= Beginning of Section =

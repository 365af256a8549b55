//=========================================================================
// Ember Window
//
// Engine context owning the native surface, input, the active scene and
// the frame loop.
//
// Architecture:
// ```text
//     WindowBuilder  ──build()──>  Window  ──init(backend, scene)──>  [Initialized]
//         │                          │
//         ├─ with_title()            ├─ run_loop()  blocks until close
//         ├─ with_size()             └─ free()      idempotent teardown
//         ├─ with_clear_color()
//         └─ with_vsync()
// ```
//
// Frame order:
//   poll → drain events → clear → update (skipped on the first frame)
//   → commit input → present → measure dt → apply scene transition
//
//=========================================================================

//=== External Dependencies ===============================================

use std::time::Instant;

use log::{debug, error, info, trace, warn};

//=== Internal Dependencies ===============================================

use crate::config::{ClearColor, WindowConfig};
use crate::core::input::InputState;
use crate::core::platform_bridge::{EventCollector, Surface, SurfaceBackend, TickControl};
use crate::core::scene::{FrameState, Scene, SceneContext, SceneManager, SceneState};
use crate::core::Clock;
use crate::error::EngineError;
use crate::gpu::Gfx;

//=== WindowBuilder =======================================================

/// Builder for configuring and constructing a [`Window`].
///
/// # Default Values
///
/// - **Title**: "Ember"
/// - **Size**: 1920 x 1080
/// - **Clear color**: white
/// - **VSync**: on
///
/// # Examples
///
/// ```no_run
/// use ember_engine::prelude::*;
///
/// struct Blank;
/// impl Scene for Blank {
///     fn on_update(&mut self, _ctx: &mut SceneContext<'_>, _dt: f32) {}
/// }
///
/// WindowBuilder::new()
///     .with_title("Editor")
///     .with_size(1280, 720)
///     .with_clear_color(ClearColor::BLACK)
///     .build()
///     .run(&mut WinitBackend::new(), Blank)
///     .expect("window failed");
/// ```
#[derive(Debug, Clone, Default)]
pub struct WindowBuilder {
    config: WindowConfig,
}

impl WindowBuilder {
    /// Creates a new builder with default settings.
    pub fn new() -> Self {
        Self::default()
    }

    pub fn with_title(mut self, title: impl Into<String>) -> Self {
        self.config.title = title.into();
        self
    }

    /// Sets the surface size in physical pixels.
    ///
    /// # Panics
    ///
    /// Panics if either dimension is zero.
    pub fn with_size(mut self, width: u32, height: u32) -> Self {
        assert!(width > 0 && height > 0, "Window size must be positive, got {}x{}", width, height);
        self.config.width = width;
        self.config.height = height;
        self
    }

    /// Sets the color each frame is cleared to.
    ///
    /// # Panics
    ///
    /// Panics if a channel lies outside `[0, 1]`.
    pub fn with_clear_color(mut self, color: impl Into<ClearColor>) -> Self {
        let color = color.into();
        assert!(color.is_normalized(), "Clear color channels must be in [0, 1], got {:?}", color);
        self.config.clear_color = color;
        self
    }

    /// Whether present waits for vertical sync.
    pub fn with_vsync(mut self, vsync: bool) -> Self {
        self.config.vsync = vsync;
        self
    }

    pub fn build(self) -> Window {
        info!(
            target: "window",
            "Building window '{}' ({}x{}, vsync: {})",
            self.config.title, self.config.width, self.config.height, self.config.vsync
        );
        Window::new(self.config)
    }
}

//=== Lifecycle ===========================================================

/// Window lifecycle. Strictly `Created → Initialized → Freed`.
#[derive(Debug, Clone, Copy, PartialEq, Eq)]
pub enum Lifecycle {
    Created,
    Initialized,
    Freed,
}

//=== Window ==============================================================

/// Engine context and frame loop.
///
/// Passed around by `&mut`. Scenes never see the window itself, only a
/// [`SceneContext`] lent for the duration of a hook.
pub struct Window {
    config: WindowConfig,
    lifecycle: Lifecycle,
    surface: Option<Box<dyn Surface>>,
    events: EventCollector,
    frame: FrameState,
    scenes: SceneManager,
    clock: Clock,
    close_requested: bool,
}

impl Window {
    //--- Construction -----------------------------------------------------

    pub fn new(config: WindowConfig) -> Self {
        let clock = Clock::start();
        let frame = FrameState::new(
            Gfx::detached(clock),
            config.clear_color,
            (config.width, config.height),
        );

        Self {
            config,
            lifecycle: Lifecycle::Created,
            surface: None,
            events: EventCollector::new(),
            frame,
            scenes: SceneManager::new(),
            clock,
            close_requested: false,
        }
    }

    //--- Lifecycle --------------------------------------------------------

    /// Creates the surface, routes its device events into the window and
    /// starts `scene`.
    ///
    /// A backend failure leaves the window in the `Created` state with
    /// nothing allocated.
    pub fn init(
        &mut self,
        backend: &mut dyn SurfaceBackend,
        scene: impl Scene + 'static,
    ) -> Result<(), EngineError> {
        if self.lifecycle != Lifecycle::Created {
            warn!(target: "window", "init called on a window in state {:?}", self.lifecycle);
            return Err(EngineError::AlreadyInitialized);
        }

        info!(target: "window", "Initializing window '{}'", self.config.title);

        let mut surface = backend.create_surface(&self.config).map_err(|e| {
            error!(target: "platform", "Surface creation failed: {}", e);
            EngineError::Platform(e)
        })?;

        surface.register_callbacks(self.events.sender());
        self.frame.size = surface.size();

        match surface.device() {
            Some(device) => self.frame.gfx.attach(device),
            None => warn!(target: "gpu", "Surface has no graphics device, resources stay unallocated"),
        }

        self.surface = Some(surface);
        self.lifecycle = Lifecycle::Initialized;
        info!(target: "window", "Window initialized ({}x{})", self.frame.size.0, self.frame.size.1);

        self.start_scene(Box::new(scene));
        Ok(())
    }

    /// Runs frames until a quit request or a close signal is observed.
    pub fn run_loop(&mut self) -> Result<(), EngineError> {
        if self.lifecycle != Lifecycle::Initialized {
            return Err(EngineError::NotInitialized);
        }
        let mut surface = self.surface.take().ok_or(EngineError::NotInitialized)?;

        info!(target: "window", "Entering frame loop");
        let mut last = Instant::now();
        let mut dt: Option<f32> = None;

        while !self.should_close(surface.as_ref()) {
            self.run_frame(surface.as_mut(), dt);

            let now = Instant::now();
            dt = Some(now.duration_since(last).as_secs_f32());
            last = now;

            if let Some(next) = self.frame.transitions.take() {
                self.start_scene(next);
            }
            if self.frame.quit_requested {
                self.close_requested = true;
            }
        }

        info!(target: "window", "Frame loop exited after {} frames", self.frame.frame);
        self.surface = Some(surface);
        Ok(())
    }

    /// `init`, `run_loop` and `free` in sequence.
    ///
    /// The window is freed even if initialization or the loop fails.
    pub fn run(
        &mut self,
        backend: &mut dyn SurfaceBackend,
        scene: impl Scene + 'static,
    ) -> Result<(), EngineError> {
        let result = self.init(backend, scene).and_then(|()| self.run_loop());
        self.free();
        result
    }

    /// Ends the active scene, unregisters device callbacks and releases
    /// the surface. Safe to call at any point, any number of times.
    pub fn free(&mut self) {
        if self.lifecycle == Lifecycle::Freed {
            debug!(target: "window", "free called on an already freed window");
            return;
        }

        {
            let mut ctx = SceneContext::new(&mut self.frame);
            if let Some(name) = self.scenes.end_active(&mut ctx) {
                debug!(target: "scene", "Ended scene {}", name);
            }
        }

        // Releases the default camera's program, then silences every
        // resource the scenes still hold
        self.frame.camera = None;
        if self.frame.gfx.detach() {
            debug!(target: "gpu", "Graphics device detached");
        }

        if let Some(mut surface) = self.surface.take() {
            surface.unregister_callbacks();
            let dropped = self.events.discard_pending();
            if dropped > 0 {
                trace!(target: "window", "Discarded {} undelivered events", dropped);
            }
        }
        self.lifecycle = Lifecycle::Freed;
        info!(target: "window", "Window freed");
    }

    //--- Control ----------------------------------------------------------

    /// Replaces the active scene immediately.
    ///
    /// From inside a frame, use [`SceneContext::go_to`] instead.
    pub fn go_to(&mut self, scene: impl Scene + 'static) -> Result<(), EngineError> {
        if self.lifecycle != Lifecycle::Initialized {
            return Err(EngineError::NotInitialized);
        }
        self.start_scene(Box::new(scene));
        Ok(())
    }

    /// Stops the loop after the current frame has been presented.
    pub fn quit(&mut self) {
        self.frame.quit_requested = true;
    }

    //--- Accessors --------------------------------------------------------

    pub fn config(&self) -> &WindowConfig {
        &self.config
    }

    pub fn lifecycle(&self) -> Lifecycle {
        self.lifecycle
    }

    /// Graphics handle, attached between `init` and `free`.
    pub fn gfx(&self) -> &Gfx {
        &self.frame.gfx
    }

    pub fn input(&self) -> &InputState {
        &self.frame.input
    }

    pub fn clock(&self) -> Clock {
        self.clock
    }

    pub fn clear_color(&self) -> ClearColor {
        self.frame.clear_color
    }

    pub fn set_clear_color(&mut self, color: impl Into<ClearColor>) {
        self.frame.clear_color = color.into().clamped();
    }

    /// Drawable size in physical pixels.
    pub fn size(&self) -> (u32, u32) {
        self.frame.size
    }

    /// Frames presented so far.
    pub fn frame_count(&self) -> u64 {
        self.frame.frame
    }

    pub fn active_scene(&self) -> Option<&'static str> {
        self.scenes.active_name()
    }

    pub fn scene_state(&self) -> Option<SceneState> {
        self.scenes.state()
    }

    //--- Internal Helpers -------------------------------------------------

    fn should_close(&self, surface: &dyn Surface) -> bool {
        self.close_requested || self.frame.quit_requested || surface.should_close()
    }

    fn run_frame(&mut self, surface: &mut dyn Surface, dt: Option<f32>) {
        //--- 1. Poll and drain device events -----------------------------
        surface.poll_events();
        if self.events.collect_frame(&mut self.frame.input) == TickControl::Exit {
            self.close_requested = true;
        }
        self.frame.size = surface.size();

        //--- 2. Clear -----------------------------------------------------
        if let Some(device) = self.frame.gfx.device() {
            device.clear(self.frame.clear_color.to_array());
        }

        //--- 3. Update (no delta exists on the first frame) ---------------
        if let Some(dt) = dt {
            let mut ctx = SceneContext::new(&mut self.frame);
            self.scenes.update(&mut ctx, dt);
        }

        //--- 4. Commit input history --------------------------------------
        self.frame.input.commit();

        //--- 5. Present ---------------------------------------------------
        surface.present();
        self.frame.frame += 1;
        trace!(target: "window", "Presented frame {}", self.frame.frame);
    }

    fn start_scene(&mut self, scene: Box<dyn Scene>) {
        let mut ctx = SceneContext::new(&mut self.frame);
        self.scenes.go_to(scene, &mut ctx);
    }
}

impl Drop for Window {
    fn drop(&mut self) {
        if self.lifecycle == Lifecycle::Initialized {
            self.free();
        }
    }
}

//=========================================================================
// Unit Tests
//=========================================================================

= End of Section =

- **Exercise directions**: Above are the records. Copy the lines beginning at the one that has "Panics if a" and ending with the one that has "color channels must", unchanged.

- **Reply**:
    /// Panics if a channel lies outside `[0, 1]`.
    pub fn with_clear_color(mut self, color: impl Into<ClearColor>) -> Self {
        let color = color.into();
        assert!(color.is_normalized(), "Clear color channels must be in [0, 1], got {:?}", color);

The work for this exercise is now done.